Was man unter Feuchtigkeit (Feuchte) versteht
Deshalb kann der Einsatz von Luftbefeuchtern, z.B. des im 1. Artikelteil getesteten „Super Fog“ von Lucky Reptile (siehe den unten stehenden Beitrag in dieser Rubrik), in den vor allem in den Übergangszeiten besetzten Schildkröten-Innengehegen ein behaglicheres, nämlich weniger trockenes Klima schaffen. Aber wie viel bringt so ein Gerät tatsächlich? Und wie kann man den Tagesverlauf der Feuchtigkeit am Boden messen? Was ist Feuchtigkeit überhaupt?

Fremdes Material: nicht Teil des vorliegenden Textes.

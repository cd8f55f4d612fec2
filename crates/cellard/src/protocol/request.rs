//! Request decoding.
//!
//! A raw request line is parsed into a [`Request`] carrying the routing token
//! assigned by the frontend, the decoded command descriptor and the arguments
//! frame, which stays an opaque JSON value until the command handler reads it.

use std::fmt;

use serde::Deserialize;
use serde_json::Value;

use super::REQUEST_FRAMES;
use super::errors::DecodeError;

/// Identifies the connection a request arrived on.
///
/// Workers never interpret the token; they copy it onto the reply so the
/// router can find the originating connection.
#[derive(Debug, Clone, Copy, PartialEq, Eq, Hash, PartialOrd, Ord)]
pub struct RoutingToken(u64);

impl RoutingToken {
    /// Wraps a raw token value.
    #[must_use]
    pub const fn new(value: u64) -> Self {
        Self(value)
    }

    /// Raw token value.
    #[must_use]
    pub const fn get(self) -> u64 {
        self.0
    }
}

impl fmt::Display for RoutingToken {
    fn fmt(&self, formatter: &mut fmt::Formatter<'_>) -> fmt::Result {
        write!(formatter, "{:016x}", self.0)
    }
}

/// Operations understood by the command handler.
#[derive(Debug, Clone, Copy, PartialEq, Eq, Hash)]
pub enum Operation {
    /// `PING`: liveness check.
    Ping,
    /// `GET`: one value by key.
    Get,
    /// `MGET`: several values by key.
    MultiGet,
    /// `PUT`: store a value.
    Put,
    /// `DELETE`: remove a key.
    Delete,
    /// `EXISTS`: key presence.
    Exists,
    /// `RANGE`: entries between inclusive bounds.
    Range,
    /// `SLICE`: a bounded number of entries from a start key.
    Slice,
    /// `OPEN`: create or open a database.
    Open,
    /// `DROP`: destroy a database.
    Drop,
    /// `LIST`: known database names.
    List,
}

impl Operation {
    const ALL: [Self; 11] = [
        Self::Ping,
        Self::Get,
        Self::MultiGet,
        Self::Put,
        Self::Delete,
        Self::Exists,
        Self::Range,
        Self::Slice,
        Self::Open,
        Self::Drop,
        Self::List,
    ];

    /// Parses a wire command name, ignoring ASCII case and surrounding
    /// whitespace.
    #[must_use]
    pub fn parse(name: &str) -> Option<Self> {
        let name = name.trim();
        Self::ALL
            .into_iter()
            .find(|operation| operation.as_str().eq_ignore_ascii_case(name))
    }

    /// Canonical wire name.
    #[must_use]
    pub const fn as_str(self) -> &'static str {
        match self {
            Self::Ping => "PING",
            Self::Get => "GET",
            Self::MultiGet => "MGET",
            Self::Put => "PUT",
            Self::Delete => "DELETE",
            Self::Exists => "EXISTS",
            Self::Range => "RANGE",
            Self::Slice => "SLICE",
            Self::Open => "OPEN",
            Self::Drop => "DROP",
            Self::List => "LIST",
        }
    }
}

impl fmt::Display for Operation {
    fn fmt(&self, formatter: &mut fmt::Formatter<'_>) -> fmt::Result {
        formatter.write_str(self.as_str())
    }
}

/// Decoded first frame of a request.
#[derive(Debug, Clone, PartialEq, Eq)]
pub struct CommandDescriptor {
    /// Requested operation.
    pub operation: Operation,
    /// Target database. `None` selects the configured default.
    pub database: Option<String>,
}

#[derive(Debug, Deserialize)]
#[serde(deny_unknown_fields)]
struct RawDescriptor {
    command: String,
    #[serde(default)]
    db: Option<String>,
}

/// A decoded request travelling from a worker to the command handler.
#[derive(Debug, Clone, PartialEq)]
pub struct Request {
    routing_token: RoutingToken,
    command: CommandDescriptor,
    arguments: Value,
}

impl Request {
    /// Builds a request from already decoded parts.
    #[must_use]
    pub fn new(routing_token: RoutingToken, command: CommandDescriptor, arguments: Value) -> Self {
        Self {
            routing_token,
            command,
            arguments,
        }
    }

    /// Decodes a raw request line.
    ///
    /// Trailing whitespace, including the newline delimiter, is ignored.
    ///
    /// # Errors
    ///
    /// Returns [`DecodeError::Protocol`] when the line is not a JSON array of
    /// exactly two frames or the descriptor is malformed, and
    /// [`DecodeError::UnknownCommand`] when the descriptor names an operation
    /// that does not exist.
    pub fn decode(routing_token: RoutingToken, raw: &[u8]) -> Result<Self, DecodeError> {
        let trimmed = raw.trim_ascii();
        if trimmed.is_empty() {
            return Err(DecodeError::protocol("empty request line"));
        }

        let envelope: Value = serde_json::from_slice(trimmed)
            .map_err(|error| DecodeError::from_json_error("invalid JSON", error))?;
        let Value::Array(frames) = envelope else {
            return Err(DecodeError::protocol("request must be an array of frames"));
        };
        let frame_count = frames.len();
        let [descriptor, arguments]: [Value; REQUEST_FRAMES] =
            frames.try_into().map_err(|_| {
                DecodeError::protocol(format!(
                    "expected {REQUEST_FRAMES} frames, received {frame_count}"
                ))
            })?;

        let command = decode_descriptor(descriptor)?;
        Ok(Self::new(routing_token, command, arguments))
    }

    /// Token of the originating connection.
    #[must_use]
    pub fn routing_token(&self) -> RoutingToken {
        self.routing_token
    }

    /// Requested operation.
    #[must_use]
    pub fn operation(&self) -> Operation {
        self.command.operation
    }

    /// Database named by the request, if any.
    #[must_use]
    pub fn database(&self) -> Option<&str> {
        self.command.database.as_deref()
    }

    /// Command descriptor.
    #[must_use]
    pub fn command(&self) -> &CommandDescriptor {
        &self.command
    }

    /// Opaque arguments frame.
    #[must_use]
    pub fn arguments(&self) -> &Value {
        &self.arguments
    }
}

fn decode_descriptor(frame: Value) -> Result<CommandDescriptor, DecodeError> {
    let raw: RawDescriptor = serde_json::from_value(frame)
        .map_err(|error| DecodeError::from_json_error("invalid command descriptor", error))?;

    let database = match raw.db {
        Some(name) if name.trim().is_empty() => {
            return Err(DecodeError::protocol("db field is empty"));
        }
        other => other,
    };

    let command = raw.command.trim();
    if command.is_empty() {
        return Err(DecodeError::protocol("command field is empty"));
    }
    let operation = Operation::parse(command).ok_or_else(|| DecodeError::unknown_command(command))?;

    Ok(CommandDescriptor {
        operation,
        database,
    })
}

Neben der absoluten Feuchtigkeit, die angibt, wie viel Gramm Wasserdampf in 1 m3 Luft bei einer bestimmten Temperatur enthalten sind, ist zur Angabe des Feuchtezustandes meist die relative Feuchtigkeit (= relative Feuchte) üblich. Sie wird in Prozent angegeben und ist das Verhältnis des tatsächlich vorhandenen Wasserdampfgehaltes zum höchst möglichen Wasserdampfgehalt (bei einer bestimmten Temperatur und einem bestimmten Druck). 100 % relative Feuchte bedeutet, dass die Luft vollkommen mit Wasserdampf gesättigt ist. Dies ist der Fall z.B. bei starkem Nebel, bei Regen oder in einem Dampfbad. Null % relative Feuchte dagegen hat völlig trockene Luft (z.B. Wüstenregion bei extrem starker Sonneneinstrahlung). Da der maximal mögliche Wasserdampfgehalt der Luft mit steigender Temperatur zunimmt, sinkt die relative Feuchte mit steigender Temperatur. Um Messwerte der relativen Feuchtigkeit überhaupt miteinander vergleichen zu können, ist deshalb die zusätzliche Angabe der gemessenen Temperatur wichtig.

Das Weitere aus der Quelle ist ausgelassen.